══ Recorded data ══

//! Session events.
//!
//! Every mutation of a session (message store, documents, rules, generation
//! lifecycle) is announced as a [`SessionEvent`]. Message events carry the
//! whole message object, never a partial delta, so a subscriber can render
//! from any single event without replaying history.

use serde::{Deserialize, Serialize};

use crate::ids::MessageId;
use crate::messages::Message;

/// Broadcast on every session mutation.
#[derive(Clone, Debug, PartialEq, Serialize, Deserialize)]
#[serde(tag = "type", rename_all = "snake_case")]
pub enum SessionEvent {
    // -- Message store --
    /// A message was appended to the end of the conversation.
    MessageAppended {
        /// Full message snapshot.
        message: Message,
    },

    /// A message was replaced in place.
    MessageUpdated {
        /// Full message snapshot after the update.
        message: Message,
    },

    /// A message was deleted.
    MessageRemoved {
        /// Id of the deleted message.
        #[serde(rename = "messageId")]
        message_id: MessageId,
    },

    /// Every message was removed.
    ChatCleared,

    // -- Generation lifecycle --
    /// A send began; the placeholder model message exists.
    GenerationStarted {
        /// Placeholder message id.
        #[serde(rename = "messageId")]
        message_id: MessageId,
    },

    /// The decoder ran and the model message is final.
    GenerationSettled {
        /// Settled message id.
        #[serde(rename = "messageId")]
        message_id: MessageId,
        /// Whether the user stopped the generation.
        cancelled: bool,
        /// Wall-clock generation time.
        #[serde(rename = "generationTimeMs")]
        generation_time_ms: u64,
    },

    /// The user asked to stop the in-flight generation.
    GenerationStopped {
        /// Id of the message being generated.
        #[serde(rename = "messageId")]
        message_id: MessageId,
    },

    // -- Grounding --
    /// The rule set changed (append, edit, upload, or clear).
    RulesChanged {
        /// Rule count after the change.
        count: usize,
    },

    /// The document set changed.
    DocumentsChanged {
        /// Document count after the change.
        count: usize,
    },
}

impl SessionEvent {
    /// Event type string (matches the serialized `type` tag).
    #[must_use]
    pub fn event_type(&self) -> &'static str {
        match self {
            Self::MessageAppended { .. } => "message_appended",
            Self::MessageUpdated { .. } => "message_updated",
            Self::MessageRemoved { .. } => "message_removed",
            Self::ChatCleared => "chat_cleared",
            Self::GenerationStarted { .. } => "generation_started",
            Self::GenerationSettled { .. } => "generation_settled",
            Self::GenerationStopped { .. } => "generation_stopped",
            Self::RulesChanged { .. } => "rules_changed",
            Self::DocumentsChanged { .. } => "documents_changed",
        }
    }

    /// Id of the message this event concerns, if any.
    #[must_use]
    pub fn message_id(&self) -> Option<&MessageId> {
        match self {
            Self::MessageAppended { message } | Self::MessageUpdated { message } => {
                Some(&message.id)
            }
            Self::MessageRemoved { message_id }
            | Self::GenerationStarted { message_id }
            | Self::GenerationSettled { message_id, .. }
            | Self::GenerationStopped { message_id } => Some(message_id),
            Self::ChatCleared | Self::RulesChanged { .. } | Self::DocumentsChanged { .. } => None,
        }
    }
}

═══

What to do
Of the lines above, retype only those from the line containing "documents, rules, generation" through the line containing "use crate::ids::MessageId;", including both, exactly.

Your solution
//! Every mutation of a session (message store, documents, rules, generation
//! lifecycle) is announced as a [`SessionEvent`]. Message events carry the
//! whole message object, never a partial delta, so a subscriber can render
//! from any single event without replaying history.

use serde::{Deserialize, Serialize};

use crate::ids::MessageId;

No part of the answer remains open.